Among the more than 500 business technology professionals who completed our InformationWeek Analytics/Intelligent Enterprise 2009 Business Intelligence Survey in July, 47% reported that they'd standardized on one or a few BI tools deployed company-wide. In 2007, only 33% of the 500 IT pros we surveyed said they'd deployed BI tools to that degree.
The trend toward BI tool consolidation and standardization isn't just marketing fabrication. If you're anything like George Neill, director of IT at Organic Valley, a nationwide dairy co-op with 500 employees and about $500 million in sales, chances are you want to simplify purchasing and get the most out of every dollar spent.
"When you're a smaller organization, it just doesn't make sense to have a lot of tools with similar functionality," Neill says.
Given this penchant for consolidation, the BI megavendors--SAP Business Objects, Oracle, IBM and Microsoft--would have you believe they're well positioned for this.
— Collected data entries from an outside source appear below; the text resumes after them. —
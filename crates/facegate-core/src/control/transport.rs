//! Local transport: Unix domain sockets, or named pipes on Windows.

pub use imp::{ClientStream, LocalListener, connect};

#[cfg(unix)]
mod imp {
    use std::path::PathBuf;

    use tokio::net::{UnixListener, UnixStream};
    use tracing::debug;

    use crate::control::{ControlEndpoint, ControlError};

    pub type ServerStream = UnixStream;
    pub type ClientStream = UnixStream;

    /// Listening socket. The socket file is removed on drop.
    pub struct LocalListener {
        inner: UnixListener,
        path: PathBuf,
    }

    impl LocalListener {
        /// Bind the endpoint, refusing if a live instance already answers on it.
        pub async fn bind(endpoint: &ControlEndpoint) -> Result<Self, ControlError> {
            let path = PathBuf::from(endpoint.as_str());
            if path.exists() {
                if UnixStream::connect(&path).await.is_ok() {
                    return Err(ControlError::AlreadyRunning(endpoint.to_string()));
                }
                debug!(path = %path.display(), "Removing stale control socket");
                std::fs::remove_file(&path)?;
            }
            if let Some(parent) = path.parent() {
                std::fs::create_dir_all(parent).ok();
            }

            let inner = UnixListener::bind(&path)?;
            Ok(Self { inner, path })
        }

        pub async fn accept(&mut self) -> std::io::Result<ServerStream> {
            let (stream, _) = self.inner.accept().await?;
            Ok(stream)
        }
    }

    impl Drop for LocalListener {
        fn drop(&mut self) {
            let _ = std::fs::remove_file(&self.path);
        }
    }

    pub async fn connect(endpoint: &ControlEndpoint) -> std::io::Result<ClientStream> {
        UnixStream::connect(endpoint.as_str()).await
    }
}

#[cfg(windows)]
mod imp {
    use std::io;
    use std::time::Duration;

    use tokio::net::windows::named_pipe::{
        ClientOptions, NamedPipeClient, NamedPipeServer, ServerOptions,
    };

    use crate::control::{ControlEndpoint, ControlError};

    const ERROR_PIPE_BUSY: i32 = 231;

    pub type ServerStream = NamedPipeServer;
    pub type ClientStream = NamedPipeClient;

    /// Named pipe listener. Always holds one instance waiting for a client.
    pub struct LocalListener {
        next: NamedPipeServer,
        name: String,
    }

    impl LocalListener {
        pub async fn bind(endpoint: &ControlEndpoint) -> Result<Self, ControlError> {
            let name = endpoint.as_str().to_string();
            let next = ServerOptions::new()
                .first_pipe_instance(true)
                .create(&name)
                .map_err(|e| match e.kind() {
                    io::ErrorKind::PermissionDenied => {
                        ControlError::AlreadyRunning(endpoint.to_string())
                    }
                    _ => ControlError::Io(e),
                })?;
            Ok(Self { next, name })
        }

        pub async fn accept(&mut self) -> io::Result<ServerStream> {
            self.next.connect().await?;
            let fresh = ServerOptions::new().create(&self.name)?;
            Ok(std::mem::replace(&mut self.next, fresh))
        }
    }

    pub async fn connect(endpoint: &ControlEndpoint) -> io::Result<ClientStream> {
        loop {
            match ClientOptions::new().open(endpoint.as_str()) {
                Ok(client) => return Ok(client),
                Err(e) if e.raw_os_error() == Some(ERROR_PIPE_BUSY) => {}
                Err(e) => return Err(e),
            }
            tokio::time::sleep(Duration::from_millis(50)).await;
        }
    }
}
//! Tracing initialisation helpers for tests.
//!
//! Call [`init_test_tracing`] at the top of any test that wants service
//! logs captured by the test harness. Initialisation happens at most once
//! per process, so every test may call it.

use tracing_subscriber::EnvFilter;

/// Default filter when `RUST_LOG` is unset: service crates at debug.
const DEFAULT_FILTER: &str = "warn,facegate_core=debug";

/// Install a test-writer subscriber honouring `RUST_LOG`.
///
/// # Example
///
/// ```ignore
/// #[tokio::test]
/// async fn my_test() {
///     facegate_test_utils::tracing_setup::init_test_tracing();
///     tracing::info!("visible with --nocapture");
/// }
/// ```
pub fn init_test_tracing() {
    let _ = tracing_subscriber::fmt()
        .with_env_filter(
            EnvFilter::try_from_default_env().unwrap_or_else(|_| EnvFilter::new(DEFAULT_FILTER)),
        )
        .with_test_writer()
        .try_init();
}
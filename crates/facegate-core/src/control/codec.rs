//! Length-prefixed text frames: a big-endian `u16` length, then UTF-8 bytes.

use bytes::{Buf, BufMut, BytesMut};
use tokio_util::codec::{Decoder, Encoder};

/// Largest payload a frame can carry.
pub const MAX_FRAME_LEN: usize = u16::MAX as usize;

const HEADER_LEN: usize = 2;

/// Framing errors.
#[derive(Debug, thiserror::Error)]
pub enum FrameError {
    #[error("message of {0} bytes exceeds the {MAX_FRAME_LEN} byte frame limit")]
    TooLong(usize),

    #[error("IO error: {0}")]
    Io(#[from] std::io::Error),
}

/// Codec for the control channel. Symmetric for client and server.
#[derive(Debug, Clone, Copy, Default)]
pub struct ControlCodec;

impl Decoder for ControlCodec {
    type Item = String;
    type Error = FrameError;

    fn decode(&mut self, src: &mut BytesMut) -> Result<Option<String>, FrameError> {
        if src.len() < HEADER_LEN {
            return Ok(None);
        }
        let len = usize::from(u16::from_be_bytes([src[0], src[1]]));
        if src.len() < HEADER_LEN + len {
            src.reserve(HEADER_LEN + len - src.len());
            return Ok(None);
        }

        src.advance(HEADER_LEN);
        let payload = src.split_to(len);
        // Invalid sequences become U+FFFD so every frame still gets a reply.
        Ok(Some(String::from_utf8_lossy(&payload).into_owned()))
    }
}

impl Encoder<String> for ControlCodec {
    type Error = FrameError;

    fn encode(&mut self, item: String, dst: &mut BytesMut) -> Result<(), FrameError> {
        Encoder::<&str>::encode(self, item.as_str(), dst)
    }
}

impl Encoder<&str> for ControlCodec {
    type Error = FrameError;

    fn encode(&mut self, item: &str, dst: &mut BytesMut) -> Result<(), FrameError> {
        let len = u16::try_from(item.len()).map_err(|_| FrameError::TooLong(item.len()))?;
        dst.reserve(HEADER_LEN + item.len());
        dst.put_u16(len);
        dst.put_slice(item.as_bytes());
        Ok(())
    }
}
Logic and our research suggest they're right, to an extent. Powerhouse technologies such as Microsoft SharePoint and the Oracle database were pervasively deployed across many enterprises even before the great BI consolidation of 2007--the year Oracle bought Hyperion, SAP acquired Business Objects, and IBM picked up Cognos.
Acquisitions have promoted further consolidation. But that's not to say that all businesses are settling for just one vendor or toolset. In fact, technology diversity rules in large and some midsize companies; in our survey, we qualified our question, asking if firms have standardized on "one or a few tools."
The top trend from this survey is that businesses are setting BI standards--even if that means using two or three products. With multiple tools, each generally provides different aspects or styles of analysis and reporting. For example, until recently, specialist vendors provided advanced analytics tools, such as statistical analysis and modeling suites; the leading BI suites, meanwhile, were dedicated to query, analysis, and reporting capabilities. That's not changing, and existing deployments still tend to reflect that divide.
Another key trend revealed in our survey is that businesses are forging new BI agendas. Yes, the longstanding challenges of accessing data and developing reports are still there, as is the push to share BI more broadly across the enterprise. But there's growing interest behind advanced capabilities such as analytics, embedded BI, and search-style querying.
New business requirements and new vendor capabilities make it unlikely an organization will settle on a single BI vendor. But consolidating around two or three vendors can help meet requirements and get the resource- and time-savings of standardization.